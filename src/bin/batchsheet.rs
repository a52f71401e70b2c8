//! CLI binary for batchsheet-client.
//!
//! A thin shim over the library crate that maps CLI flags to
//! `ClientConfig`, drives one `Session` run and prints the chosen views.

use anyhow::{Context, Result};
use batchsheet_client::views::{self, View};
use batchsheet_client::{
    ClientConfig, DownloadOutcome, ProgressObserver, ProgressSnapshot, RunState,
    SelectedFile, Session, SharedProgressObserver, DEFAULT_BASE_URL,
};
use clap::Parser;
use indicatif::{ProgressBar, ProgressDrawTarget, ProgressStyle};
use std::io::{self, Write};
use std::path::PathBuf;
use std::process::ExitCode;
use std::sync::Arc;
use std::time::Duration;
use tracing_subscriber::EnvFilter;

// ── ANSI colour helpers (no extra deps) ──────────────────────────────────────

fn green(s: &str) -> String {
    format!("\x1b[32m{s}\x1b[0m")
}
fn red(s: &str) -> String {
    format!("\x1b[31m{s}\x1b[0m")
}
fn dim(s: &str) -> String {
    format!("\x1b[2m{s}\x1b[0m")
}
fn bold(s: &str) -> String {
    format!("\x1b[1m{s}\x1b[0m")
}
fn cyan(s: &str) -> String {
    format!("\x1b[36m{s}\x1b[0m")
}

// ── CLI progress observer using indicatif ────────────────────────────────────

/// Renders the client-side estimate as a percentage bar whose prefix is the
/// current step name and whose message is the step description.
struct CliProgressObserver {
    bar: ProgressBar,
}

impl CliProgressObserver {
    fn new() -> Arc<Self> {
        let bar = ProgressBar::hidden();
        let style = ProgressStyle::with_template(
            "{spinner:.cyan} {prefix:.bold}  \
             [{bar:42.green/238}] {pos:>3}%  {msg:.dim}  ⏱ {elapsed_precise}",
        )
        .unwrap_or_else(|_| ProgressStyle::default_bar())
        .progress_chars("█▉▊▋▌▍▎▏  ")
        .tick_strings(&["⠋", "⠙", "⠹", "⠸", "⠼", "⠴", "⠦", "⠧", "⠇", "⠏", "⠿"]);
        bar.set_style(style);
        bar.set_length(100);
        Arc::new(Self { bar })
    }

    fn show(&self, snapshot: &ProgressSnapshot) {
        let step = snapshot.current_step();
        self.bar.set_prefix(step.name);
        self.bar.set_message(step.description);
        self.bar.set_position(u64::from(snapshot.rounded_percent()));
    }
}

impl ProgressObserver for CliProgressObserver {
    fn on_activate(&self, snapshot: &ProgressSnapshot) {
        self.bar.set_draw_target(ProgressDrawTarget::stderr());
        self.bar.reset_elapsed();
        self.show(snapshot);
        self.bar.enable_steady_tick(Duration::from_millis(80));
    }

    fn on_tick(&self, snapshot: &ProgressSnapshot) {
        self.show(snapshot);
    }

    fn on_deactivate(&self) {
        self.bar.finish_and_clear();
    }
}

const AFTER_HELP: &str = r#"EXAMPLES:
  # Extract a scanned batch sheet, show fields, save the .xlsx here
  batchsheet batch_sheet.jpg

  # Against a remote backend, saving into ./out
  batchsheet --base-url https://extract.example.com/api -o out scan.pdf

  # OCR only, print the recognised text
  batchsheet --ocr-only --view ocr scan.png

  # Every view, no spreadsheet download
  batchsheet --view all --no-download scan.png

  # Raw extraction response as JSON (for scripting)
  batchsheet --json scan.png > result.json

ENVIRONMENT VARIABLES:
  BATCHSHEET_API_BASE_URL   Extraction backend base URL
  BATCHSHEET_OUTPUT_DIR     Directory for the downloaded spreadsheet
  BATCHSHEET_VIEW           Default view (fields, tables, ocr, json, all)
  RUST_LOG                  Override log filtering (e.g. batchsheet_client=debug)
"#;

/// Extract fields and tables from a scanned document via the extraction backend.
#[derive(Parser, Debug)]
#[command(
    name = "batchsheet",
    version,
    about = "Extract fields and tables from scanned documents via an OCR/LLM backend",
    long_about = "Upload a document image or PDF to the extraction backend, wait for OCR and \
language-model extraction, print the structured result and save the generated Excel workbook.",
    arg_required_else_help = true,
    color = clap::ColorChoice::Auto,
    after_long_help = AFTER_HELP
)]
struct Cli {
    /// Document to process (JPG, PNG or PDF).
    input: PathBuf,

    /// Extraction backend base URL.
    #[arg(long, env = "BATCHSHEET_API_BASE_URL", default_value = DEFAULT_BASE_URL)]
    base_url: String,

    /// Ask the backend for OCR only (skip LLM field extraction).
    #[arg(long, env = "BATCHSHEET_OCR_ONLY")]
    ocr_only: bool,

    /// Directory to save the generated spreadsheet into.
    #[arg(short, long, env = "BATCHSHEET_OUTPUT_DIR", default_value = ".")]
    output_dir: PathBuf,

    /// Which result view to print.
    #[arg(long, env = "BATCHSHEET_VIEW", value_enum, default_value = "fields")]
    view: ViewArg,

    /// Do not download the generated spreadsheet (implies --no-cleanup).
    #[arg(long)]
    no_download: bool,

    /// Keep the backend's temporary files after downloading.
    #[arg(long, env = "BATCHSHEET_NO_CLEANUP")]
    no_cleanup: bool,

    /// Print the raw extraction response as JSON instead of a view.
    #[arg(long)]
    json: bool,

    /// Disable progress bar.
    #[arg(long)]
    no_progress: bool,

    /// Enable DEBUG-level tracing logs.
    #[arg(short, long)]
    verbose: bool,

    /// Suppress all output except the result and errors.
    #[arg(short, long)]
    quiet: bool,
}

#[derive(clap::ValueEnum, Clone, Copy, Debug)]
enum ViewArg {
    Fields,
    Tables,
    Ocr,
    Json,
    All,
}

impl ViewArg {
    fn views(self) -> Vec<View> {
        match self {
            ViewArg::Fields => vec![View::Fields],
            ViewArg::Tables => vec![View::Tables],
            ViewArg::Ocr => vec![View::Ocr],
            ViewArg::Json => vec![View::Json],
            ViewArg::All => View::ALL.to_vec(),
        }
    }
}

#[tokio::main]
async fn main() -> Result<ExitCode> {
    let cli = Cli::parse();

    // ── Logging setup ────────────────────────────────────────────────────
    // Suppress INFO-level library logs when the progress bar is active;
    // the bar provides all the feedback that matters to the user.
    let show_progress = !cli.quiet && !cli.no_progress && !cli.json;
    let filter = if cli.verbose {
        "debug"
    } else if cli.quiet || show_progress {
        "error"
    } else {
        "info"
    };

    tracing_subscriber::fmt()
        .with_env_filter(
            EnvFilter::try_from_default_env().unwrap_or_else(|_| EnvFilter::new(filter)),
        )
        .with_writer(io::stderr)
        .init();

    // ── Build config and session ─────────────────────────────────────────
    let config = build_config(&cli)?;
    let mut session = Session::http(config).context("Failed to create HTTP client")?;
    if show_progress {
        let observer: SharedProgressObserver = CliProgressObserver::new();
        session = session.with_observer(observer);
    }

    let file = SelectedFile::from_path(&cli.input)
        .await
        .context("Failed to read input document")?;

    if !cli.quiet {
        eprintln!(
            "{} {}  {}  {}",
            cyan("◆"),
            bold(file.name()),
            dim(&file.display_size()),
            dim(&file.type_badge()),
        );
    }

    session.set_ocr_only(cli.ocr_only);
    session.select_file(file);
    if let Some(preview) = session.preview() {
        tracing::debug!("Preview available at {}", preview.path().display());
    }

    // ── Run ──────────────────────────────────────────────────────────────
    let state = session.run().await;

    if state == RunState::Failed {
        let message = session
            .error()
            .map(|e| e.message().to_string())
            .unwrap_or_else(|| "Processing failed".to_string());
        eprintln!("{} {}", red("✘"), red(&message));
        return Ok(ExitCode::FAILURE);
    }

    let Some(report) = session.report() else {
        anyhow::bail!("run finished without a result");
    };

    // ── Output ───────────────────────────────────────────────────────────
    let stdout = io::stdout();
    let mut handle = stdout.lock();
    if cli.json {
        let json = serde_json::to_string_pretty(&report.response)
            .context("Failed to serialise response")?;
        writeln!(handle, "{json}").context("Failed to write to stdout")?;
    } else {
        let selected = cli.view.views();
        let many = selected.len() > 1;
        for view in selected {
            if many {
                writeln!(handle, "{}", bold(&format!("── {} ──", view.title())))
                    .context("Failed to write to stdout")?;
            }
            let text = views::render_view(view, &report.response);
            handle
                .write_all(text.as_bytes())
                .context("Failed to write to stdout")?;
            if !text.ends_with('\n') {
                handle.write_all(b"\n").ok();
            }
            if many {
                handle.write_all(b"\n").ok();
            }
        }
    }

    // Summary goes to stderr so stdout stays clean for piping.
    if !cli.quiet {
        eprintln!("{} {}", green("✔"), views::render_summary(report));
        if let DownloadOutcome::Failed(_) = &report.download {
            eprintln!("  {}", cyan("⚠ spreadsheet not saved; run again to retry"));
        }
    }

    Ok(ExitCode::SUCCESS)
}

/// Map CLI args to `ClientConfig`.
fn build_config(cli: &Cli) -> Result<ClientConfig> {
    ClientConfig::builder()
        .base_url(cli.base_url.clone())
        .output_dir(cli.output_dir.clone())
        .download_spreadsheet(!cli.no_download)
        .cleanup_after_download(!cli.no_cleanup)
        .build()
        .context("Invalid configuration")
}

────────────────────

▶ **AIM OF THE EXERCISE**:
From the records, work out how many lines include "handle" and respond with the number only.

▶ **OUTPUT OF THE EXERCISE**:
6